Fey and Rudd are the first to arrive and right away the 30 Rock star tells us that she first met the author of the book “Admission,” Jean Korelitz, at a New Years Eve Party and was tipped off that she was going to be getting a call to play the lead in the movie adaptation. Fey then apparently exclaimed “Happy New Year!” for getting the job during the party. As for Rudd he said it was the sheer likability of Fey that drew him in and his official involvement “happened fairly quickly.” Director Paul Weitz elaborated and remembers Rudd being initially excited, but reluctant after reading the script because he thought, “the character was soft and a bit of a cliché.” So they subsequently reworked his character together.

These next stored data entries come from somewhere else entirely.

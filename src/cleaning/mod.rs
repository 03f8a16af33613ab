//! MEI zone cleaning
//!
//! # Overview
//!
//! A cleaning pass runs in a fixed order on one parsed document:
//! 1. **Unreferenced zones**: zones whose id never appears in the body are dropped
//! 2. **Duplicates**: zones with equal geometry are grouped, identical
//!    referencing elements collapsed onto the first zone, and the rest
//!    reported as conflicts
//!
//! The pass has no rollback. An error part way through leaves the tree
//! partially modified; nothing is written to disk by this module.
//!
//! # Basic Usage
//!
//! ```ignore
//! use mei_cleaner::cleaning::{CleaningSettings, MeiCleaner};
//!
//! let cleaner = MeiCleaner::new(CleaningSettings::default());
//! let (cleaned, report) = cleaner.clean_str(&mei_text)?;
//! for conflict in &report.conflicts {
//!     println!("{}", conflict);
//! }
//! ```

pub mod duplicates;
pub mod references;
pub mod unreferenced;
pub mod zones;

pub use duplicates::{ConflictRecord, ConflictSide, ElementSnapshot, RemovedDuplicate};
pub use references::{Reference, ReferenceIndex};
pub use unreferenced::remove_unreferenced_zones;
pub use zones::{
    find_duplicate_zones, group_duplicate_zones, DuplicateGroup, DuplicatePair, Zone, ZoneTable,
};

use crate::document::{normalize_self_closing, split_prolog, MeiDocument};
use crate::errors::{ParseError, Result};
use serde::{Deserialize, Serialize};

pub(crate) const MUSIC: &str = "music";

/// Which cleaning steps run
#[derive(Debug, Clone, Copy, PartialEq, Eq, Serialize, Deserialize)]
#[serde(default)]
pub struct CleaningSettings {
    /// Drop zones with no reference in the body
    pub remove_unreferenced: bool,
    /// Collapse identical duplicate pairs
    pub remove_identical_duplicates: bool,
    /// Record duplicates whose referencing elements differ
    pub raise_nonidentical_duplicates: bool,
}

impl Default for CleaningSettings {
    fn default() -> Self {
        CleaningSettings {
            remove_unreferenced: true,
            remove_identical_duplicates: true,
            raise_nonidentical_duplicates: true,
        }
    }
}

/// What a cleaning pass did to one document
#[derive(Debug, Clone, Default, PartialEq, Serialize)]
pub struct CleaningReport {
    /// Bare ids of zones removed as unreferenced
    pub unreferenced_removed: Vec<String>,
    pub duplicates_removed: Vec<RemovedDuplicate>,
    pub conflicts: Vec<ConflictRecord>,
}

impl CleaningReport {
    pub fn is_unchanged(&self) -> bool {
        self.unreferenced_removed.is_empty() && self.duplicates_removed.is_empty()
    }
}

/// Runs the cleaning steps selected in its settings
#[derive(Debug, Clone, Default)]
pub struct MeiCleaner {
    settings: CleaningSettings,
}

impl MeiCleaner {
    pub fn new(settings: CleaningSettings) -> Self {
        MeiCleaner { settings }
    }

    pub fn settings(&self) -> &CleaningSettings {
        &self.settings
    }

    /// Clean a parsed document in place
    pub fn clean_document(&self, doc: &mut MeiDocument) -> Result<CleaningReport> {
        let mut report = CleaningReport::default();

        if self.settings.remove_unreferenced {
            report.unreferenced_removed = remove_unreferenced_zones(doc)?;
        }

        let settings = &self.settings;
        if settings.remove_identical_duplicates || settings.raise_nonidentical_duplicates {
            let mei = doc
                .root_element()
                .ok_or_else(|| ParseError::MissingRequiredElement("mei".to_string()))?;
            let body = doc.require_path(mei, &[MUSIC, "body"])?;

            let zones = ZoneTable::build(doc)?;
            let groups = group_duplicate_zones(&zones);
            log::debug!("{} duplicate zone group(s)", groups.len());

            let index = ReferenceIndex::build(doc, body);
            let outcome = duplicates::handle_referenced_duplicates(
                doc,
                &zones,
                &groups,
                &index,
                settings.remove_identical_duplicates,
                settings.raise_nonidentical_duplicates,
            )?;
            report.duplicates_removed = outcome.removed;
            report.conflicts = outcome.conflicts;
        }

        Ok(report)
    }

    /// Clean MEI text: keep the prolog lines, clean the tree, write it back
    /// with `" />"` collapsed to `"/>"`.
    pub fn clean_str(&self, text: &str) -> Result<(String, CleaningReport)> {
        let (prolog, markup) = split_prolog(text);
        let mut doc = MeiDocument::parse(markup)?;
        let report = self.clean_document(&mut doc)?;
        let xml = normalize_self_closing(&doc.to_xml()?);
        Ok((format!("{}{}", prolog, xml), report))
    }
}

#[cfg(test)]
mod tests {
    use super::*;

    const SCENARIO: &str = r##"<?xml version="1.0" encoding="UTF-8"?>
<?xml-model href="https://music-encoding.org/schema/5.0/mei-all.rng" type="application/xml"?>
<mei xmlns="http://www.music-encoding.org/ns/mei" meiversion="5.0">
  <music>
    <facsimile>
      <surface>
        <zone xml:id="z1" ulx="0" uly="0" lrx="10" lry="10" />
        <zone xml:id="z2" ulx="0" uly="0" lrx="10" lry="10" />
        <zone xml:id="z3" ulx="5" uly="5" lrx="20" lry="20" />
      </surface>
    </facsimile>
    <body>
      <mdiv>
        <score>
          <section>
            <staff>
              <layer>
                <syllable xml:id="e1" facs="#z1">ka</syllable>
                <syllable xml:id="e2" facs="#z2">ka</syllable>
              </layer>
            </staff>
          </section>
        </score>
      </mdiv>
    </body>
  </music>
</mei>
"##;

    #[test]
    fn test_full_pass_removes_unreferenced_and_duplicate() {
        let cleaner = MeiCleaner::default();
        let (out, report) = cleaner.clean_str(SCENARIO).unwrap();

        assert_eq!(report.unreferenced_removed, vec!["z3".to_string()]);
        assert_eq!(report.duplicates_removed.len(), 1);
        assert_eq!(report.duplicates_removed[0].zone, "#z2");
        assert_eq!(report.duplicates_removed[0].element, "e2");
        assert!(report.conflicts.is_empty());

        assert!(out.starts_with("<?xml version=\"1.0\" encoding=\"UTF-8\"?>\n<?xml-model"));
        assert!(out.contains(r#"<zone xml:id="z1" ulx="0" uly="0" lrx="10" lry="10"/>"#));
        assert!(out.contains(r##"<syllable xml:id="e1" facs="#z1">ka</syllable>"##));
        assert!(!out.contains("z2"));
        assert!(!out.contains("e2"));
        assert!(!out.contains("z3"));
    }

    #[test]
    fn test_clean_document_without_steps_is_noop() {
        let cleaner = MeiCleaner::new(CleaningSettings {
            remove_unreferenced: false,
            remove_identical_duplicates: false,
            raise_nonidentical_duplicates: false,
        });
        assert!(!cleaner.settings().remove_unreferenced);
        let (out, report) = cleaner.clean_str(SCENARIO).unwrap();
        assert!(report.is_unchanged());
        assert_eq!(out, SCENARIO.replace(" />", "/>"));
    }

    #[test]
    fn test_clean_input_round_trips() {
        let clean = r##"<?xml version="1.0" encoding="UTF-8"?>
<mei xmlns="http://www.music-encoding.org/ns/mei">
  <music>
    <facsimile>
      <surface>
        <zone xml:id="z1" ulx="0" uly="0" lrx="10" lry="10" />
      </surface>
    </facsimile>
    <body>
      <syl xml:id="s1" facs="#z1">do</syl>
    </body>
  </music>
</mei>
"##;
        let (out, report) = MeiCleaner::default().clean_str(clean).unwrap();
        assert!(report.is_unchanged());
        assert_eq!(out, clean.replace(" />", "/>"));
    }

    #[test]
    fn test_settings_deserialize_with_defaults() {
        let settings: CleaningSettings =
            serde_json::from_str(r#"{"remove_unreferenced": false}"#).unwrap();
        assert!(!settings.remove_unreferenced);
        assert!(settings.remove_identical_duplicates);
        assert!(settings.raise_nonidentical_duplicates);
    }

    #[test]
    fn test_missing_body_fails() {
        let err = MeiCleaner::default()
            .clean_str("<mei><music><facsimile><surface/></facsimile></music></mei>")
            .unwrap_err();
        assert!(matches!(
            err,
            crate::errors::CleanError::Parse(ParseError::MissingRequiredElement(_))
        ));
    }
}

When they first got the job, Rudd and Fey both called their mutual friend Amy Poehler to ask how the other was going to be to work with. She was afraid Rudd was going to be “cool comedy guy” and asked Poehler, “Is Paul going to be nice to me?” The two, as expected, were self-effacing, so it’s difficult to tell how much truth came from this quip, but one thing is for sure: the comedy community is a tight one.
Weitz was surprisingly candid and forthright about his choices while making the movie. He expressed how he initially liked the idea of making “Admission” into a film because of its simplicity and said, “When I took an X-ray of [the book] I felt like I could make a movie in that I think it has to boil down into a two sentence thing.”
The director also dove into his complicated relationship with adaptations. On the one hand he expressed guilt about doing them because “it’s almost impossible to do justice to a novel.” Weitz added, “I very much care whether the author is upset or not.” But on the other, “It’s a nice cheat. It gets you the first ‘what-the-hell am I going to tell a story about.’” It first sounded like someone forgot to pack their subterfuge but upon further thought, it’s rather refreshing that a filmmaker has so little pretention about his work — that he’s unafraid of being accused of not doing something original because the truth is that turning something that is already written and transforming it into a compelling movie is not exactly a walk in the park. There are still so many decisions a filmmaker has to make and problems he has to solve. Weitz will have a change to prove himself again, as he’s currently working on another adaptation, Ann Patchett’s “Bel Canto.” He’s unsure how to make it into a good film, but he’s up for the challenge.
Admission hits theaters on Friday, March 22nd.